17 de dez. de 2010

Para que não se esqueça. Para que nunca mais aconteça. (by Maristela)


  
“No dia 4 de dezembro, dia da hospitalização forçada, o Izvéstia publicou o artigo ‘Mais uma provocação’, no qual informava, em tom abjeto, a nossa greve de fome – para eles, uma provocação. Expunha o caso Lisa no espírito dos folhetins do Niediélia. A posição dos pais dela era a mesma que a anterior ao casamento por procuração, e afirmava ainda que tal tipo de casamento não era reconhecido na União Soviética. Comunicavam que, naquele exato momento, Sákharov havia sido internado em um hospital onde estava recebendo assistência médica. Pelo visto, o artigo havia sido publicado antes da invasão da nossa casa pelo KGB. Tudo indica, porém, que não surtiu na opinião pública mundial o efeito que os autores esperavam.
Liúcia leu o artigo já no primeiro dia, foi chamada à sala dos médicos especialmente para isso. Quando lhe pediram para devolver o jornal, ela o rasgou aos gritos: ‘Vão vocês com seu Izvéstia...’. E o lançou contra um dos médicos. Só na segunda-feira, o médico-chefe me mostrou o jornal. O artigo provocou em mim e nela uma impressão angustiante. Depois, Liúcia me contou que para ela foi especialmente doloroso pensar que o artigo seria lido por Ruth Bonner, Aliócha e Tânia. Ao custo de altos gritos e energia, ela conseguiu o direito de sair da enfermaria para o corredor, o que eu não consegui. Ela passou inclusive a tomar banho sozinha.
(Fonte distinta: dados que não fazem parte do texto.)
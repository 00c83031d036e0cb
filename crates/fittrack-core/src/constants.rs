// ABOUTME: Conversion factors and formula constants used by the calculators
// ABOUTME: Provides named constants to eliminate magic numbers in calculations
//
// SPDX-License-Identifier: MIT OR Apache-2.0
// Copyright (c) 2025 FitTrack Contributors

/// Unit conversion factors
pub mod units {
    /// Pounds per kilogram
    pub const LBS_PER_KG: f64 = 2.20462;

    /// Centimeters per inch
    pub const CM_PER_INCH: f64 = 2.54;

    /// Days per week
    pub const DAYS_PER_WEEK: f64 = 7.0;
}

/// Energy content of macronutrients (kcal per gram)
pub mod macros {
    /// Protein kcal per gram
    pub const PROTEIN_KCAL_PER_G: f64 = 4.0;

    /// Carbohydrate kcal per gram
    pub const CARBS_KCAL_PER_G: f64 = 4.0;

    /// Fat kcal per gram
    pub const FAT_KCAL_PER_G: f64 = 9.0;

    /// Default macro ratio: protein share
    pub const DEFAULT_PROTEIN_RATIO: f64 = 0.3;

    /// Default macro ratio: fat share
    pub const DEFAULT_FAT_RATIO: f64 = 0.2;

    /// Default macro ratio: carbohydrate share
    pub const DEFAULT_CARBS_RATIO: f64 = 0.5;

    /// Default daily calories when a macro request omits them
    pub const DEFAULT_CALORIES: f64 = 2000.0;
}

/// Calorie burn estimate constants
pub mod calories {
    /// Reference body weight the per-minute burn rate is normalized to (kg)
    pub const REFERENCE_WEIGHT_KG: f64 = 70.0;

    /// kcal burned per minute at the reference weight
    pub const KCAL_PER_MINUTE_AT_REFERENCE: f64 = 5.0;

    /// Baseline daily calorie recommendation
    pub const BASE_DAILY_CALORIES: i64 = 2000;

    /// Adjustment applied for weight loss or gain goals
    pub const GOAL_ADJUSTMENT: i64 = 300;
}

/// Goal tracking and progress window constants
pub mod goals {
    /// Number of periods the weekly weight change is spread over
    pub const WEIGHT_CHANGE_PERIODS: f64 = 10.0;

    /// Assumed sustainable weight change per week (kg)
    pub const WEEKLY_RATE_KG: f64 = 0.5;

    /// Entries inspected for the rest-day suggestion
    pub const REST_DAY_WINDOW: u32 = 3;

    /// Entries inspected for the weight trend
    pub const TREND_WINDOW: u32 = 2;

    /// Lookback (days, inclusive) for the missing-workout alert
    pub const MISSING_WORKOUT_LOOKBACK_DAYS: i64 = 3;

    /// Minimum daily water intake considered on track (liters)
    pub const MIN_DAILY_WATER_LITERS: f64 = 2.0;
}

/// Default values applied by the request layer when fields are omitted
pub mod defaults {
    /// Subject weight used for calorie burn when none is supplied (kg)
    pub const USER_WEIGHT_KG: f64 = 70.0;

    /// Current weight used by the weekly change calculator (kg)
    pub const CURRENT_WEIGHT_KG: f64 = 70.0;

    /// Goal weight used by the weekly change calculator (kg)
    pub const GOAL_WEIGHT_KG: f64 = 65.0;
}
// ABOUTME: Fitness computation engine for progress tracking and derived metrics
// ABOUTME: Pure calculators plus store-backed trend, goal, and report components
//
// SPDX-License-Identifier: MIT OR Apache-2.0
// Copyright (c) 2025 FitTrack Contributors

#![deny(unsafe_code)]

//! # FitTrack Intelligence
//!
//! Everything in this crate is either a closed-form formula, a static lookup,
//! or a small fold over a bounded window of progress entries. Components that
//! need stored history read it through the [`store::ProgressStore`] trait so
//! they can be exercised against an in-memory store in tests.

/// Weight and length unit conversion
pub mod units;

/// Calorie burn, macro split, weekly weight change, and workout comparison
pub mod metrics;

/// Query capability the trend and report components consume
pub mod store;

/// Rest-day suggestion, weight trend, and missing-workout alert
pub mod trends;

/// Goal date projection from current and target weight
pub mod goals;

/// Full-history fitness report
pub mod report;

/// Daily calorie targets, hydration, snacks, and supplements
pub mod nutrition;

/// Stretching routine and workout plan balance check
pub mod training;

/// Injected random selection for recommendations
pub mod selection;

pub use goals::{GoalProjection, GoalProjector};
pub use metrics::round2;
pub use report::{FitnessReport, ReportAggregator};
pub use selection::{RandomSource, SeededSelector};
pub use store::ProgressStore;
pub use trends::{MissingWorkoutAlert, ProgressTrend, RestDaySuggestion, TrendEngine};
pub use units::{Conversion, MeasurementUnit};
Ela quebrou de propósito uma tabuleta pendurada em sua cama com a inscrição: ‘guardar o leito’.
À noite, quando todos os pacientes já estavam na enfermaria, Liúcia saiu para o corredor e chorou. Naquele e nos dias seguintes, ela escreveu uma infinidade de pequenos bilhetes em pedacinhos de papel, informando da nossa situação e pedindo que fossem entregues aos Khainovski. Lançava pela janela os bilhetinhos no pátio por onde passavam muitas visitas, metia-os nas mãos de pacientes e visitas no corredor, mas nenhum deles foi entregue.
Naquele primeiro dia, tentei sair da enfermaria. Fui até o fim do corredor tentando descobrir onde estava Liúcia, perguntei ao médico desconhecido e ele me respondeu que nada sabia e, mesmo que soubesse não informaria. Fui para a minha enfermaria, ao lado da qual uns dez pacientes assistiam à televisão. Quis me dirigir a eles com o mesmo pedido mas, nesse instante, lançaram-se contra mim o médico terapeuta, uma enfermeira e meus vizinhos de enfermaria (com um empenho especial). Empurraram-me para dentro do recinto, dizendo que eu estava em regime de leito. (...)
O psiquiatra me dizia coisas ainda mais aterrorizadoras sobre meu estado físico, tentava ao mesmo tempo me assustar, incutindo-me que eu já não controlava inteiramente o meu pensamento, que minhas idéias estavam confusas e que eu já chegara ao limite. (...)
“O que entendo por plurarismo e sociedade aberta? Em termos breves, o seguinte: reformas econômicas, jurídicas e políticas que eliminem o monopólio partidário-estatal absoluto nos campos da economia, ideologia e cultura; liberdade de convicções, livre troca de informações dentro do país e com o exterior, condições para uma liberdade da vida cultural e controle real de todo o povo sobre a vida do país e as decisões que determinem a manutenção da paz; liberdade de religião e de escolha do país para morar; liberdade de associação; libertação incondicional de todos os prisioneiros de consciência das prisões e hospitais psiquiátricos”.
Trechos do livro Andriêi Sákharov, Memórias. Minha homenagem a Dilma Rousseff (e seu discurso calcinha suja) por sua diplomação como presidente do Brasil.
Para que não se esqueça. Para que nunca mais aconteça. 

Um comentário:

Roney Maurício disse...

Não tomei conhecimento da íntegra do discurso. Bastaram-me as manchetes de hoje, destacando que a presidente prometeu "investimento e estabilidade".

Isto dito num período em que a economia desacelera e a taxa de inflação repica como há muito não ocorria; soa tão verdadeiro quanto uma nota de 3 reais...

Prenúncio de tempos difíceis; espero que não tanto quanto os lembrados por você.